//! The grammar registry: the fixed table of operators, functions, constants
//! and bracket pairs a [crate::builder::ConditionBuilder] recognizes.
//!
//! A [Grammar] is built once from a [Parameters] set and is immutable
//! afterwards, so a single instance can be shared by any number of
//! concurrent parses. [default_grammar] does exactly that for the
//! predefined table.

use std::collections::HashMap;
use std::sync::OnceLock;

/// Name of the predefined NULL constant.
pub const NULL: &str = "$NULL$";

#[derive(Debug, Clone, Copy, PartialEq, Eq)]
pub enum Associativity {
    Left,
    Right,
}

/// Where the unary minus sits relative to the other operators.
///
/// The standard profile gives it precedence 5 (binds tighter than `*` and
/// `/`); the Excel-like profile raises it to 7.
#[derive(Debug, Clone, Copy, Default, PartialEq, Eq)]
pub enum PrecedenceProfile {
    #[default]
    Standard,
    ExcelLike,
}

/// An infix or prefix operator. The symbol written in the expression may
/// differ from the symbol emitted into SQL (`!=` becomes `<>`).
#[derive(Debug, Clone, PartialEq, Eq)]
pub struct Operator {
    symbol: String,
    operand_count: u8,
    associativity: Associativity,
    precedence: u8,
    sql_symbol: String,
}

impl Operator {
    pub fn new(
        symbol: &str,
        operand_count: u8,
        associativity: Associativity,
        precedence: u8,
        sql_symbol: &str,
    ) -> Self {
        Self {
            symbol: symbol.to_string(),
            operand_count,
            associativity,
            precedence,
            sql_symbol: sql_symbol.to_string(),
        }
    }

    pub fn symbol(&self) -> &str {
        &self.symbol
    }

    pub fn operand_count(&self) -> u8 {
        self.operand_count
    }

    pub fn associativity(&self) -> Associativity {
        self.associativity
    }

    pub fn precedence(&self) -> u8 {
        self.precedence
    }

    pub fn sql_symbol(&self) -> &str {
        &self.sql_symbol
    }
}

/// A SQL function the builder passes through by name. The argument counts
/// are metadata only; they are not enforced during a parse.
#[derive(Debug, Clone, PartialEq, Eq)]
pub struct Function {
    name: String,
    min_args: u8,
    max_args: u8,
}

impl Function {
    pub fn new(name: &str, min_args: u8, max_args: u8) -> Self {
        Self {
            name: name.to_string(),
            min_args,
            max_args,
        }
    }

    pub fn name(&self) -> &str {
        &self.name
    }

    pub fn min_args(&self) -> u8 {
        self.min_args
    }

    pub fn max_args(&self) -> u8 {
        self.max_args
    }
}

/// A named symbolic value. Unlike a literal it has no fixed text; it
/// resolves against the field in context at bind time. Only [NULL] is
/// predefined.
#[derive(Debug, Clone, PartialEq, Eq)]
pub struct Constant {
    name: String,
}

impl Constant {
    pub fn new(name: &str) -> Self {
        Self {
            name: name.to_string(),
        }
    }

    pub fn name(&self) -> &str {
        &self.name
    }

    pub fn is_null(&self) -> bool {
        self.name == NULL
    }
}

/// An open/close symbol pair. Function-call brackets and
/// expression-grouping brackets live in separate namespaces even when they
/// share symbols.
#[derive(Debug, Clone, PartialEq, Eq)]
pub struct BracketPair {
    open: String,
    close: String,
}

impl BracketPair {
    pub fn new(open: &str, close: &str) -> Self {
        Self {
            open: open.to_string(),
            close: close.to_string(),
        }
    }

    pub fn parentheses() -> Self {
        Self::new("(", ")")
    }

    pub fn open(&self) -> &str {
        &self.open
    }

    pub fn close(&self) -> &str {
        &self.close
    }
}

/// Raised while building a [Grammar]. These are configuration mistakes and
/// abort construction; they can never surface from a parse.
#[derive(Debug, Clone, PartialEq, Eq)]
pub enum GrammarError {
    /// More than two operators registered under one symbol.
    TooManyHomonyms(String),
    /// Two operators share a symbol but take the same number of operands,
    /// so one token of lookback cannot tell them apart.
    IndistinguishableHomonyms(String),
}

impl std::fmt::Display for GrammarError {
    fn fmt(&self, f: &mut std::fmt::Formatter<'_>) -> std::fmt::Result {
        match self {
            Self::TooManyHomonyms(sym) => {
                write!(f, "More than two operators registered for symbol '{sym}'")
            }
            Self::IndistinguishableHomonyms(sym) => {
                write!(
                    f,
                    "Operators sharing symbol '{sym}' must differ in operand count"
                )
            }
        }
    }
}

impl std::error::Error for GrammarError {}

/// The mutable collection side of the registry: everything a [Grammar] is
/// built from. `standard` yields the predefined table.
#[derive(Debug, Clone)]
pub struct Parameters {
    operators: Vec<Operator>,
    functions: Vec<Function>,
    constants: Vec<Constant>,
    function_brackets: Vec<BracketPair>,
    expression_brackets: Vec<BracketPair>,
    argument_separator: String,
    decimal_point: u8,
}

impl Default for Parameters {
    fn default() -> Self {
        Self::new()
    }
}

impl Parameters {
    pub fn new() -> Self {
        Self {
            operators: Vec::new(),
            functions: Vec::new(),
            constants: Vec::new(),
            function_brackets: Vec::new(),
            expression_brackets: Vec::new(),
            argument_separator: ",".to_string(),
            decimal_point: b'.',
        }
    }

    /// The whole predefined set: arithmetic, comparisons, `LIKE`, the
    /// logical operators, the `$NULL$` constant and parentheses in both
    /// bracket namespaces.
    pub fn standard(profile: PrecedenceProfile) -> Self {
        use Associativity::{Left, Right};

        let negate_precedence = match profile {
            PrecedenceProfile::Standard => 5,
            PrecedenceProfile::ExcelLike => 7,
        };

        let mut params = Self::new();
        for op in [
            Operator::new("-", 1, Right, negate_precedence, "-"),
            Operator::new("-", 2, Left, 3, "-"),
            Operator::new("+", 2, Left, 3, "+"),
            Operator::new("*", 2, Left, 4, "*"),
            Operator::new("/", 2, Left, 4, "/"),
            Operator::new("%", 2, Left, 4, "%"),
            Operator::new("=", 2, Left, 2, "="),
            Operator::new("!=", 2, Left, 2, "<>"),
            Operator::new(">", 2, Left, 2, ">"),
            Operator::new(">=", 2, Left, 2, ">="),
            Operator::new("<", 2, Left, 2, "<"),
            Operator::new("<=", 2, Left, 2, "<="),
            Operator::new("LIKE", 2, Left, 2, "LIKE"),
            Operator::new("AND", 2, Left, 1, "AND"),
            Operator::new("OR", 2, Left, 1, "OR"),
            Operator::new("NOT", 1, Right, 2, "NOT"),
        ] {
            params.add_operator(op);
        }
        params.add_constant(Constant::new(NULL));
        params.add_function_bracket(BracketPair::parentheses());
        params.add_expression_bracket(BracketPair::parentheses());
        params
    }

    pub fn add_operator(&mut self, op: Operator) -> &mut Self {
        self.operators.push(op);
        self
    }

    pub fn add_function(&mut self, f: Function) -> &mut Self {
        self.functions.push(f);
        self
    }

    pub fn add_constant(&mut self, c: Constant) -> &mut Self {
        self.constants.push(c);
        self
    }

    pub fn add_function_bracket(&mut self, pair: BracketPair) -> &mut Self {
        self.function_brackets.push(pair);
        self
    }

    pub fn add_expression_bracket(&mut self, pair: BracketPair) -> &mut Self {
        self.expression_brackets.push(pair);
        self
    }

    pub fn set_argument_separator(&mut self, sep: &str) -> &mut Self {
        self.argument_separator = sep.to_string();
        self
    }

    pub fn set_decimal_point(&mut self, point: u8) -> &mut Self {
        self.decimal_point = point;
        self
    }
}

/// The built, read-only registry. Operators are grouped by symbol so that
/// homonyms (unary vs binary `-`) can be resolved from parse context;
/// both bracket namespaces are indexed by open and close symbol alike.
#[derive(Debug)]
pub struct Grammar {
    operators: HashMap<String, Vec<Operator>>,
    functions: HashMap<String, Function>,
    constants: HashMap<String, Constant>,
    function_brackets: HashMap<String, BracketPair>,
    expression_brackets: HashMap<String, BracketPair>,
    argument_separator: String,
    /// Every delimiter the tokenizer splits on, longest first.
    delimiters: Vec<String>,
    decimal_point: u8,
}

impl Grammar {
    pub fn new(params: Parameters) -> Result<Self, GrammarError> {
        let mut delimiters: Vec<String> = Vec::new();

        let mut function_brackets = HashMap::new();
        for pair in &params.function_brackets {
            function_brackets.insert(pair.open.clone(), pair.clone());
            function_brackets.insert(pair.close.clone(), pair.clone());
            delimiters.push(pair.open.clone());
            delimiters.push(pair.close.clone());
        }

        let mut expression_brackets = HashMap::new();
        for pair in &params.expression_brackets {
            expression_brackets.insert(pair.open.clone(), pair.clone());
            expression_brackets.insert(pair.close.clone(), pair.clone());
            delimiters.push(pair.open.clone());
            delimiters.push(pair.close.clone());
        }

        let mut operators: HashMap<String, Vec<Operator>> = HashMap::new();
        for op in params.operators {
            delimiters.push(op.symbol.clone());
            let known = operators.entry(op.symbol.clone()).or_default();
            known.push(op);
            if known.len() > 1 {
                validate_homonyms(known)?;
            }
        }

        let mut functions = HashMap::new();
        for f in params.functions {
            functions.insert(f.name.clone(), f);
        }

        let mut constants = HashMap::new();
        for c in params.constants {
            constants.insert(c.name.clone(), c);
        }

        delimiters.push(params.argument_separator.clone());
        delimiters.sort();
        delimiters.dedup();
        // Longest first, so the tokenizer never splits `>=` into `>` `=`.
        delimiters.sort_by_key(|d| std::cmp::Reverse(d.len()));

        Ok(Self {
            operators,
            functions,
            constants,
            function_brackets,
            expression_brackets,
            argument_separator: params.argument_separator,
            delimiters,
            decimal_point: params.decimal_point,
        })
    }

    pub fn operators(&self, symbol: &str) -> Option<&[Operator]> {
        self.operators.get(symbol).map(Vec::as_slice)
    }

    pub fn function(&self, name: &str) -> Option<&Function> {
        self.functions.get(name)
    }

    pub fn constant(&self, name: &str) -> Option<&Constant> {
        self.constants.get(name)
    }

    /// Looks up a bracket symbol in the expression namespace first, then
    /// the function namespace.
    pub fn bracket_pair(&self, symbol: &str) -> Option<&BracketPair> {
        self.expression_brackets
            .get(symbol)
            .or_else(|| self.function_brackets.get(symbol))
    }

    pub fn is_function_bracket(&self, symbol: &str) -> bool {
        self.function_brackets.contains_key(symbol)
    }

    pub fn is_expression_bracket(&self, symbol: &str) -> bool {
        self.expression_brackets.contains_key(symbol)
    }

    pub fn argument_separator(&self) -> &str {
        &self.argument_separator
    }

    /// Delimiter substrings for the tokenizer, sorted longest first.
    pub fn delimiters(&self) -> &[String] {
        &self.delimiters
    }

    pub fn decimal_point(&self) -> u8 {
        self.decimal_point
    }
}

/// Homonym operators share an input symbol. One token of lookback can only
/// distinguish arity, so at most two are allowed and they must differ in
/// operand count.
fn validate_homonyms(operators: &[Operator]) -> Result<(), GrammarError> {
    let symbol = || operators[0].symbol.clone();
    if operators.len() > 2 {
        return Err(GrammarError::TooManyHomonyms(symbol()));
    }
    if let [a, b] = operators
        && a.operand_count == b.operand_count
    {
        return Err(GrammarError::IndistinguishableHomonyms(symbol()));
    }
    Ok(())
}

/// The shared registry for the standard profile, built on first use.
pub fn default_grammar() -> &'static Grammar {
    static GRAMMAR: OnceLock<Grammar> = OnceLock::new();
    GRAMMAR.get_or_init(|| {
        Grammar::new(Parameters::standard(PrecedenceProfile::Standard))
            .expect("predefined grammar is valid")
    })
}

════════════════════

[Prompt]: All lines holding the word "fixed" must be copied from the data.

[Your response]:
//! The grammar registry: the fixed table of operators, functions, constants
/// A named symbolic value. Unlike a literal it has no fixed text; it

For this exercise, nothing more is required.